# tracing a dutch microchip number



## est-1978 (31 May 2012)

Hi There

I'm trying to trace my mares history and didnt think she had a chip - my vet just told me she does - and its from the Netherlands.

The number is 528210000647310

Is there a site I can enter this into to get her history?

thanks
alex


----------



## Cuffey (1 June 2012)

Had a go did not get very far sorry

www.chipnummer.nl

Petbase.EU
brings up 
The manufacturer is: Datamars (Tel. +41 91 9357380)


----------



## Joanna710 (1 June 2012)

I tried to trace my boy's history a few weeks ago, he's an unregistered Friesian, also imported from Holland. A family member who works at a vets gave me a number to call, and they have access to all EU microchip records. Managed to trace my boy as far as Holland. He was chipped (nearly identical number to yours) however the chip details had never been registered to anyone/ changed since the implant date. It would be good practice to get your horse's microchip details changed, you can do so here.

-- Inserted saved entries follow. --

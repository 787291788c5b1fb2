// MIT License - Copyright (c) 2026 Peter Wright

use std::sync::Arc;

use crate::error::Result;
use crate::protocol::{Argument, Button, Frame, DEVICE};
use crate::session::BridgeSession;

/// Integration ID the bridge answers on; scene buttons live here.
const BRIDGE_INTEGRATION_ID: u32 = 1;

/// A button press or release on a keypad or remote.
#[derive(Debug, Clone, Copy, PartialEq, Eq)]
pub struct ButtonEvent {
    pub button: u32,
    pub action: Button,
}

/// A button remote (Pico) or keypad, identified by its integration ID.
pub struct Keypad {
    session: Arc<BridgeSession>,
    integration_id: u32,
}

impl Keypad {
    pub fn new(session: Arc<BridgeSession>, integration_id: u32) -> Self {
        Self {
            session,
            integration_id,
        }
    }

    pub fn integration_id(&self) -> u32 {
        self.integration_id
    }

    /// Decode a frame into a button event for this keypad, if it is one.
    ///
    /// `DEVICE` frames carry the button number in the action field and the
    /// press/release code in the value field.
    pub fn event_from(&self, frame: &Frame) -> Option<ButtonEvent> {
        if frame.mode != DEVICE || frame.integration_id != self.integration_id {
            return None;
        }
        let action = Button::from_value(frame.value as u32)?;
        Some(ButtonEvent {
            button: frame.action,
            action,
        })
    }

    /// Emit a synthetic press of the given button.
    pub async fn press(&self, button: u32) -> Result<()> {
        self.session
            .write(
                DEVICE,
                self.integration_id,
                button,
                &[Argument::Integer(Button::Press as i64)],
            )
            .await
    }

    /// Emit a synthetic release of the given button.
    pub async fn release(&self, button: u32) -> Result<()> {
        self.session
            .write(
                DEVICE,
                self.integration_id,
                button,
                &[Argument::Integer(Button::Release as i64)],
            )
            .await
    }
}

/// A scene programmed on the bridge, activated by pressing its button.
pub struct Scene {
    session: Arc<BridgeSession>,
    scene_id: u32,
}

impl Scene {
    pub fn new(session: Arc<BridgeSession>, scene_id: u32) -> Self {
        Self { session, scene_id }
    }

    pub fn scene_id(&self) -> u32 {
        self.scene_id
    }

    /// Activate the scene.
    pub async fn activate(&self) -> Result<()> {
        self.session
            .write(
                DEVICE,
                BRIDGE_INTEGRATION_ID,
                self.scene_id,
                &[Argument::Integer(Button::Press as i64)],
            )
            .await
    }

    /// True when the frame reports this scene's button being pressed.
    pub fn activated_by(&self, frame: &Frame) -> bool {
        frame.mode == DEVICE
            && frame.integration_id == BRIDGE_INTEGRATION_ID
            && frame.action == self.scene_id
            && Button::from_value(frame.value as u32) == Some(Button::Press)
    }
}
// MIT License - Copyright (c) 2026 Peter Wright

//! Wire grammar of the bridge's line protocol.
//!
//! The bridge emits one asynchronous notification per line:
//!
//! ```text
//! ~MODE,ID,ACTION,VALUE\r\n      e.g. ~OUTPUT,2,1,75.00
//! ```
//!
//! and accepts command and query lines:
//!
//! ```text
//! #MODE,ID,ACTION[,ARG]...\r\n   e.g. #OUTPUT,2,1,75.00
//! ?MODE,ID,ACTION\r\n            e.g. ?OUTPUT,2,1
//! ```
//!
//! There are no request IDs; a query's answer arrives later as a normal
//! notification and is correlated by mode/ID/action content.

use std::fmt;

/// Mode tag for zone-level devices (lights, switches, fans, shades).
pub const OUTPUT: &str = "OUTPUT";
/// Mode tag for button, keypad and scene events.
pub const DEVICE: &str = "DEVICE";

/// Keepalive query. The bridge's reply (if any) never matches the
/// notification grammar; the line exists to keep the TCP session alive.
pub(crate) const PING_LINE: &str = "?SYSTEM,10";

/// Action numbers used with `OUTPUT` commands and notifications.
#[derive(Debug, Clone, Copy, PartialEq, Eq)]
#[repr(u32)]
pub enum Action {
    /// Set (or report) the output level
    Set = 1,
    /// Level is being raised
    Raising = 2,
    /// Level is being lowered
    Lowering = 3,
    /// Stop an in-progress raise/lower
    Stop = 4,
}

impl Action {
    /// Parse from the numeric wire value.
    pub fn from_value(v: u32) -> Option<Self> {
        match v {
            1 => Some(Self::Set),
            2 => Some(Self::Raising),
            3 => Some(Self::Lowering),
            4 => Some(Self::Stop),
            _ => None,
        }
    }
}

/// Button state carried in the last field of a `DEVICE` notification.
#[derive(Debug, Clone, Copy, PartialEq, Eq)]
#[repr(u32)]
pub enum Button {
    Press = 3,
    Release = 4,
}

impl Button {
    /// Parse from the numeric wire value.
    pub fn from_value(v: u32) -> Option<Self> {
        match v {
            3 => Some(Self::Press),
            4 => Some(Self::Release),
            _ => None,
        }
    }
}

/// One decoded inbound notification.
///
/// For `OUTPUT` frames, `action` is an [`Action`] number and `value` the
/// level. For `DEVICE` frames, `action` is a button number and `value` a
/// [`Button`] code.
#[derive(Debug, Clone, PartialEq)]
pub struct Frame {
    pub mode: String,
    pub integration_id: u32,
    pub action: u32,
    pub value: f64,
}

/// A trailing argument on an outbound command line.
///
/// Levels are written with two decimals (the form the bridge echoes back);
/// text carries preformatted values such as fade times.
#[derive(Debug, Clone, PartialEq)]
pub enum Argument {
    Integer(i64),
    Level(f64),
    Text(String),
}

impl fmt::Display for Argument {
    fn fmt(&self, f: &mut fmt::Formatter<'_>) -> fmt::Result {
        match self {
            Self::Integer(v) => write!(f, "{v}"),
            Self::Level(v) => write!(f, "{v:.2}"),
            Self::Text(v) => write!(f, "{v}"),
        }
    }
}

/// Build a `#MODE,ID,ACTION[,ARG]...` command line (without CRLF).
pub fn command_line(mode: &str, integration_id: u32, action: u32, args: &[Argument]) -> String {
    use fmt::Write;

    let mut line = format!("#{mode},{integration_id},{action}");
    for arg in args {
        let _ = write!(line, ",{arg}");
    }
    line
}

/// Build a `?MODE,ID,ACTION` query line (without CRLF).
pub fn query_line(mode: &str, integration_id: u32, action: u32) -> String {
    format!("?{mode},{integration_id},{action}")
}

/// Scan the read buffer for the next complete notification frame.
///
/// Every complete line is consumed from the front of the buffer whether or
/// not it decodes: prompt echoes and malformed frames are dropped silently.
/// `scanned` persists the newline search position across calls so a
/// long-lived buffer is never rescanned from the start.
pub(crate) fn scan_frame(buffer: &mut Vec<u8>, scanned: &mut usize) -> Option<Frame> {
    loop {
        let newline = match buffer[*scanned..].iter().position(|&b| b == b'\n') {
            Some(pos) => *scanned + pos,
            None => {
                *scanned = buffer.len();
                return None;
            }
        };
        let line: Vec<u8> = buffer.drain(..=newline).collect();
        *scanned = 0;
        if let Some(frame) = parse_line(&line) {
            return Some(frame);
        }
    }
}

/// Decode one line against the notification grammar.
///
/// The frame may be preceded by prompt text on the same line (the bridge
/// prints `GNET> ` before notifications); everything up to the `~` is
/// ignored. Fields that match the `[0-9.]+` character class but fail
/// numeric parsing (e.g. an ID of `2.5`) drop the frame.
fn parse_line(line: &[u8]) -> Option<Frame> {
    let end = line
        .iter()
        .position(|&b| b == b'\r' || b == b'\n')
        .unwrap_or(line.len());
    let tilde = line[..end].iter().position(|&b| b == b'~')?;
    let body = std::str::from_utf8(&line[tilde + 1..end]).ok()?;

    let mut fields = body.split(',');
    let mode = fields.next()?;
    let id = fields.next()?;
    let action = fields.next()?;
    let value = fields.next()?;
    if fields.next().is_some() {
        return None;
    }
    if mode.is_empty() || !mode.bytes().all(|b| b.is_ascii_uppercase()) {
        return None;
    }
    for field in [id, action, value] {
        if field.is_empty() || !field.bytes().all(|b| b.is_ascii_digit() || b == b'.') {
            return None;
        }
    }

    Some(Frame {
        mode: mode.to_string(),
        integration_id: id.parse().ok()?,
        action: action.parse().ok()?,
        value: value.parse().ok()?,
    })
}

#[cfg(test)]
mod tests {
    use super::*;

    fn scan_all(input: &[u8]) -> Vec<Frame> {
        let mut buffer = input.to_vec();
        let mut scanned = 0;
        let mut frames = Vec::new();
        while let Some(frame) = scan_frame(&mut buffer, &mut scanned) {
            frames.push(frame);
        }
        frames
    }

    #[test]
    fn test_command_line() {
        assert_eq!(
            command_line(OUTPUT, 2, Action::Set as u32, &[Argument::Level(75.0)]),
            "#OUTPUT,2,1,75.00"
        );
        assert_eq!(
            command_line(
                OUTPUT,
                2,
                Action::Set as u32,
                &[Argument::Level(50.0), Argument::Text("00:01:30".to_string())]
            ),
            "#OUTPUT,2,1,50.00,00:01:30"
        );
        assert_eq!(
            command_line(DEVICE, 1, 5, &[Argument::Integer(Button::Press as i64)]),
            "#DEVICE,1,5,3"
        );
        assert_eq!(command_line(OUTPUT, 9, Action::Stop as u32, &[]), "#OUTPUT,9,4");
    }

    #[test]
    fn test_query_line() {
        assert_eq!(query_line(OUTPUT, 2, Action::Set as u32), "?OUTPUT,2,1");
        assert_eq!(PING_LINE, "?SYSTEM,10");
    }

    #[test]
    fn test_scan_single_frame() {
        let frames = scan_all(b"~OUTPUT,2,1,75.00\r\n");
        assert_eq!(
            frames,
            vec![Frame {
                mode: "OUTPUT".to_string(),
                integration_id: 2,
                action: 1,
                value: 75.0,
            }]
        );
    }

    #[test]
    fn test_scan_frame_after_prompt_junk() {
        let frames = scan_all(b"GNET> ~DEVICE,4,2,3\r\n");
        assert_eq!(frames.len(), 1);
        assert_eq!(frames[0].mode, "DEVICE");
        assert_eq!(frames[0].integration_id, 4);
        assert_eq!(frames[0].action, 2);
        assert_eq!(frames[0].value, 3.0);
    }

    #[test]
    fn test_scan_incremental_chunks() {
        let mut buffer = Vec::new();
        let mut scanned = 0;

        buffer.extend_from_slice(b"~OUTPUT,5,1,4");
        assert!(scan_frame(&mut buffer, &mut scanned).is_none());
        buffer.extend_from_slice(b"2.50\r");
        assert!(scan_frame(&mut buffer, &mut scanned).is_none());
        buffer.extend_from_slice(b"\n~OUT");
        let frame = scan_frame(&mut buffer, &mut scanned).expect("first frame complete");
        assert_eq!((frame.integration_id, frame.value), (5, 42.5));

        buffer.extend_from_slice(b"PUT,6,1,0.00\r\n");
        let frame = scan_frame(&mut buffer, &mut scanned).expect("second frame complete");
        assert_eq!((frame.integration_id, frame.value), (6, 0.0));
        assert!(buffer.is_empty());
    }

    #[test]
    fn test_scan_preserves_order() {
        let frames = scan_all(b"~OUTPUT,1,1,10.00\r\n~OUTPUT,2,1,20.00\r\n~OUTPUT,3,1,30.00\r\n");
        let ids: Vec<u32> = frames.iter().map(|f| f.integration_id).collect();
        assert_eq!(ids, vec![1, 2, 3]);
    }

    #[test]
    fn test_boundary_values() {
        let frames = scan_all(b"~OUTPUT,2,1,0.00\r\n~OUTPUT,2,1,100.00\r\n");
        assert_eq!(frames[0].value, 0.0);
        assert_eq!(frames[1].value, 100.0);
    }

    #[test]
    fn test_malformed_frames_dropped() {
        // Non-numeric field, dotted integer, lowercase mode, too many fields:
        // all dropped without aborting the scan.
        let frames = scan_all(
            b"~OUTPUT,abc,1,50.00\r\n\
              ~OUTPUT,2.5,1,50.00\r\n\
              ~output,2,1,50.00\r\n\
              ~OUTPUT,2,1,50.00,9\r\n\
              ~OUTPUT,7,1,50.00\r\n",
        );
        assert_eq!(frames.len(), 1);
        assert_eq!(frames[0].integration_id, 7);
    }

    #[test]
    fn test_non_frame_lines_consumed() {
        let mut buffer = b"some banner text\r\n~OUTPUT,2,1,1.00\r\n".to_vec();
        let mut scanned = 0;
        let frame = scan_frame(&mut buffer, &mut scanned).expect("frame after banner");
        assert_eq!(frame.integration_id, 2);
        assert!(buffer.is_empty());
    }

    #[test]
    fn test_action_from_value() {
        assert_eq!(Action::from_value(1), Some(Action::Set));
        assert_eq!(Action::from_value(2), Some(Action::Raising));
        assert_eq!(Action::from_value(3), Some(Action::Lowering));
        assert_eq!(Action::from_value(4), Some(Action::Stop));
        assert_eq!(Action::from_value(5), None);
    }

    #[test]
    fn test_button_from_value() {
        assert_eq!(Button::from_value(3), Some(Button::Press));
        assert_eq!(Button::from_value(4), Some(Button::Release));
        assert_eq!(Button::from_value(0), None);
    }
}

Vet is closed at the mo (obviously, it's nearly 11pm), but I'll post on here tomorrow with the number to call to find out further details, if there are any.

Sorry I can't be of more help, it's so frustrating not knowing where/ who your horse came from!


----------



## sammi.r (20 June 2013)

Hello,
I have similar issue,I have a Norwegian Ffjord & would love to know more about him,especially his actual age.His chip is also dutch  Please help.Thank you in advance


----------



## micramadam (20 June 2013)

PM me if you need any help. We also have a Fjord who is actively registered with the stud book here in Holland. We may also be able to help with some of the other stud books re info.


----------



## horseydebbie (26 June 2013)

Most horses in Holland are sold through agents, and not privately. Do you have a KWPN passport? I managed to trace my Dutch WB back to his breeder by writing to the address in his passport.  KWPN are very helpful and speak very good english. The only hassle i had was transferring him into our name, costly and you have to have 6 VERY good photos


----------